Dataset »
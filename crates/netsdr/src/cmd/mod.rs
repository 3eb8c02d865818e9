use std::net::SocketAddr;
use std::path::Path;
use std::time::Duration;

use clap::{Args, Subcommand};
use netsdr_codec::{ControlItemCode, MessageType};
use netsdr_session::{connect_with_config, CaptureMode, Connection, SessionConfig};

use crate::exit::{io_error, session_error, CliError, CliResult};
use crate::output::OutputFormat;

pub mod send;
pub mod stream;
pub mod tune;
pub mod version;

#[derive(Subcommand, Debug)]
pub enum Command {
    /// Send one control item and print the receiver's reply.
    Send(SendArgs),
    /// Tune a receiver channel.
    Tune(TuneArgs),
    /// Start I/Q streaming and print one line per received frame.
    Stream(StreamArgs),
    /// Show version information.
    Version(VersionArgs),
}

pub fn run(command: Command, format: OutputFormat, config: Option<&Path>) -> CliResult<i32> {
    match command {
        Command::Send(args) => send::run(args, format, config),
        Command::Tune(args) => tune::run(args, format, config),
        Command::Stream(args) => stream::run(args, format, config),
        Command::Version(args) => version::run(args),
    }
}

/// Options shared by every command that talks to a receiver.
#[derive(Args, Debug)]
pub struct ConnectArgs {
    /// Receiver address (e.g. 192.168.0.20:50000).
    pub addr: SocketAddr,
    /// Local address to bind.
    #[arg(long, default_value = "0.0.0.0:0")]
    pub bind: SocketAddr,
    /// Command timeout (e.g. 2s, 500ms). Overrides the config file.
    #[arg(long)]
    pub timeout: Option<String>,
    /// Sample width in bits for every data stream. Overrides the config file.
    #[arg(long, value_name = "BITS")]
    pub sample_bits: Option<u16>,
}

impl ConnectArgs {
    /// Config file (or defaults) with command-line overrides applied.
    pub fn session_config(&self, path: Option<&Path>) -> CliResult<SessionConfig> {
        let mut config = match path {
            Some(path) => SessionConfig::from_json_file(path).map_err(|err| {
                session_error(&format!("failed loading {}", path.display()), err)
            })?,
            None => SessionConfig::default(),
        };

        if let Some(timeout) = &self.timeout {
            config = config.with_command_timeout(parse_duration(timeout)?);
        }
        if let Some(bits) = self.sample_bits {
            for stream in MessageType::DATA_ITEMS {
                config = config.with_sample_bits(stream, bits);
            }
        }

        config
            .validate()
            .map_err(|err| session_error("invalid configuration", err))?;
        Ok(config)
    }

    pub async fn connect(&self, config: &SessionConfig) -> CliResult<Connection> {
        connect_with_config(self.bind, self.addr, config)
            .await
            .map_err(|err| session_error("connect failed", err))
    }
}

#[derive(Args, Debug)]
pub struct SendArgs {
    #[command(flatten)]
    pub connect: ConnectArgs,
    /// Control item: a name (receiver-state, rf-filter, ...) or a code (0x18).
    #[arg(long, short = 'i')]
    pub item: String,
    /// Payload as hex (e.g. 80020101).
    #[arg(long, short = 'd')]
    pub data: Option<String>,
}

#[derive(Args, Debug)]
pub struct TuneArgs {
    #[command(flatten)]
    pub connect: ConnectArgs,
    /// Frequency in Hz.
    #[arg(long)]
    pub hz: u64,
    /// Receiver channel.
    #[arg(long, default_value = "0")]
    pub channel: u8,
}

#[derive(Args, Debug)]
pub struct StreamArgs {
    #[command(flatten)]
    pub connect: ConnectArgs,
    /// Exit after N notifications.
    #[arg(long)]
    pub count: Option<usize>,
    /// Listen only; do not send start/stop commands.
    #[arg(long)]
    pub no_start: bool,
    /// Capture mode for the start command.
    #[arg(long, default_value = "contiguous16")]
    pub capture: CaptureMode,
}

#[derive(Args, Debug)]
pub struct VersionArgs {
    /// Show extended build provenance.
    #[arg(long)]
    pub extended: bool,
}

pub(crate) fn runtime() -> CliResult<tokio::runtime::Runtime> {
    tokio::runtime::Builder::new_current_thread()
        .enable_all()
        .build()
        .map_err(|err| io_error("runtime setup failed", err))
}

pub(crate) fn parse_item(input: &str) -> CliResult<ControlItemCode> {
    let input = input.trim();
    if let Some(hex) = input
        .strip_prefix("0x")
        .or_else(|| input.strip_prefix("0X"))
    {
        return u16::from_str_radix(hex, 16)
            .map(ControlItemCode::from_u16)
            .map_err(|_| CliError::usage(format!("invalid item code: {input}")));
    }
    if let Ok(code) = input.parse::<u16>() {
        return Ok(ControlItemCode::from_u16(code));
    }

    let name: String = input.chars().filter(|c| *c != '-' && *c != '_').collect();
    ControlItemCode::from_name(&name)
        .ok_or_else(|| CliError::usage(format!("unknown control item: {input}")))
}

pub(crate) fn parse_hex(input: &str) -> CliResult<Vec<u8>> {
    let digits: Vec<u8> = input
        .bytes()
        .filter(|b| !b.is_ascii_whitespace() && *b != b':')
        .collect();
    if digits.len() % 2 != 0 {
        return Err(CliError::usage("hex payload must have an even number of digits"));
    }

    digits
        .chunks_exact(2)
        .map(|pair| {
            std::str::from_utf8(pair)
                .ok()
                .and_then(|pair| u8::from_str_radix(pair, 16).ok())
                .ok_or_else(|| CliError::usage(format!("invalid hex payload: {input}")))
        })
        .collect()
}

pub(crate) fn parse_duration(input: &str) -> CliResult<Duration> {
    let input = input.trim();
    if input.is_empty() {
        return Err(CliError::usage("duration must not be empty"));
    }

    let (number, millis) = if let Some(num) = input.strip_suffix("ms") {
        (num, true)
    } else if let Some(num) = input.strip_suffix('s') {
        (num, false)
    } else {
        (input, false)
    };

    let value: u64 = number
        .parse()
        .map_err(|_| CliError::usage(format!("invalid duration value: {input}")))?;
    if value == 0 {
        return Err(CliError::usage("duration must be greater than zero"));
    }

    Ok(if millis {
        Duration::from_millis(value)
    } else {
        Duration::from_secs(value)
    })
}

Problem details » Copy each record from above exactly, and include every line.

Answer to this problem »
filename crates/netsdr/src/cmd/mod.rs
repository 3eb8c02d865818e9
use std::net::SocketAddr;
use std::path::Path;
use std::time::Duration;

use clap::{Args, Subcommand};
use netsdr_codec::{ControlItemCode, MessageType};
use netsdr_session::{connect_with_config, CaptureMode, Connection, SessionConfig};

use crate::exit::{io_error, session_error, CliError, CliResult};
use crate::output::OutputFormat;

pub mod send;
pub mod stream;
pub mod tune;
pub mod version;

#[derive(Subcommand, Debug)]
pub enum Command {
    /// Send one control item and print the receiver's reply.
    Send(SendArgs),
    /// Tune a receiver channel.
    Tune(TuneArgs),
    /// Start I/Q streaming and print one line per received frame.
    Stream(StreamArgs),
    /// Show version information.
    Version(VersionArgs),
}

pub fn run(command: Command, format: OutputFormat, config: Option<&Path>) -> CliResult<i32> {
    match command {
        Command::Send(args) => send::run(args, format, config),
        Command::Tune(args) => tune::run(args, format, config),
        Command::Stream(args) => stream::run(args, format, config),
        Command::Version(args) => version::run(args),
    }
}

/// Options shared by every command that talks to a receiver.
#[derive(Args, Debug)]
pub struct ConnectArgs {
    /// Receiver address (e.g. 192.168.0.20:50000).
    pub addr: SocketAddr,
    /// Local address to bind.
    #[arg(long, default_value = "0.0.0.0:0")]
    pub bind: SocketAddr,
    /// Command timeout (e.g. 2s, 500ms). Overrides the config file.
    #[arg(long)]
    pub timeout: Option<String>,
    /// Sample width in bits for every data stream. Overrides the config file.
    #[arg(long, value_name = "BITS")]
    pub sample_bits: Option<u16>,
}

impl ConnectArgs {
    /// Config file (or defaults) with command-line overrides applied.
    pub fn session_config(&self, path: Option<&Path>) -> CliResult<SessionConfig> {
        let mut config = match path {
            Some(path) => SessionConfig::from_json_file(path).map_err(|err| {
                session_error(&format!("failed loading {}", path.display()), err)
            })?,
            None => SessionConfig::default(),
        };

        if let Some(timeout) = &self.timeout {
            config = config.with_command_timeout(parse_duration(timeout)?);
        }
        if let Some(bits) = self.sample_bits {
            for stream in MessageType::DATA_ITEMS {
                config = config.with_sample_bits(stream, bits);
            }
        }

        config
            .validate()
            .map_err(|err| session_error("invalid configuration", err))?;
        Ok(config)
    }

    pub async fn connect(&self, config: &SessionConfig) -> CliResult<Connection> {
        connect_with_config(self.bind, self.addr, config)
            .await
            .map_err(|err| session_error("connect failed", err))
    }
}

#[derive(Args, Debug)]
pub struct SendArgs {
    #[command(flatten)]
    pub connect: ConnectArgs,
    /// Control item: a name (receiver-state, rf-filter, ...) or a code (0x18).
    #[arg(long, short = 'i')]
    pub item: String,
    /// Payload as hex (e.g. 80020101).
    #[arg(long, short = 'd')]
    pub data: Option<String>,
}

#[derive(Args, Debug)]
pub struct TuneArgs {
    #[command(flatten)]
    pub connect: ConnectArgs,
    /// Frequency in Hz.
    #[arg(long)]
    pub hz: u64,
    /// Receiver channel.
    #[arg(long, default_value = "0")]
    pub channel: u8,
}

#[derive(Args, Debug)]
pub struct StreamArgs {
    #[command(flatten)]
    pub connect: ConnectArgs,
    /// Exit after N notifications.
    #[arg(long)]
    pub count: Option<usize>,
    /// Listen only; do not send start/stop commands.
    #[arg(long)]
    pub no_start: bool,
    /// Capture mode for the start command.
    #[arg(long, default_value = "contiguous16")]
    pub capture: CaptureMode,
}

#[derive(Args, Debug)]
pub struct VersionArgs {
    /// Show extended build provenance.
    #[arg(long)]
    pub extended: bool,
}

pub(crate) fn runtime() -> CliResult<tokio::runtime::Runtime> {
    tokio::runtime::Builder::new_current_thread()
        .enable_all()
        .build()
        .map_err(|err| io_error("runtime setup failed", err))
}

pub(crate) fn parse_item(input: &str) -> CliResult<ControlItemCode> {
    let input = input.trim();
    if let Some(hex) = input
        .strip_prefix("0x")
        .or_else(|| input.strip_prefix("0X"))
    {
        return u16::from_str_radix(hex, 16)
            .map(ControlItemCode::from_u16)
            .map_err(|_| CliError::usage(format!("invalid item code: {input}")));
    }
    if let Ok(code) = input.parse::<u16>() {
        return Ok(ControlItemCode::from_u16(code));
    }

    let name: String = input.chars().filter(|c| *c != '-' && *c != '_').collect();
    ControlItemCode::from_name(&name)
        .ok_or_else(|| CliError::usage(format!("unknown control item: {input}")))
}

pub(crate) fn parse_hex(input: &str) -> CliResult<Vec<u8>> {
    let digits: Vec<u8> = input
        .bytes()
        .filter(|b| !b.is_ascii_whitespace() && *b != b':')
        .collect();
    if digits.len() % 2 != 0 {
        return Err(CliError::usage("hex payload must have an even number of digits"));
    }

    digits
        .chunks_exact(2)
        .map(|pair| {
            std::str::from_utf8(pair)
                .ok()
                .and_then(|pair| u8::from_str_radix(pair, 16).ok())
                .ok_or_else(|| CliError::usage(format!("invalid hex payload: {input}")))
        })
        .collect()
}

pub(crate) fn parse_duration(input: &str) -> CliResult<Duration> {
    let input = input.trim();
    if input.is_empty() {
        return Err(CliError::usage("duration must not be empty"));
    }

    let (number, millis) = if let Some(num) = input.strip_suffix("ms") {
        (num, true)
    } else if let Some(num) = input.strip_suffix('s') {
        (num, false)
    } else {
        (input, false)
    };

    let value: u64 = number
        .parse()
        .map_err(|_| CliError::usage(format!("invalid duration value: {input}")))?;
    if value == 0 {
        return Err(CliError::usage("duration must be greater than zero"));
    }

    Ok(if millis {
        Duration::from_millis(value)
    } else {
        Duration::from_secs(value)
    })
}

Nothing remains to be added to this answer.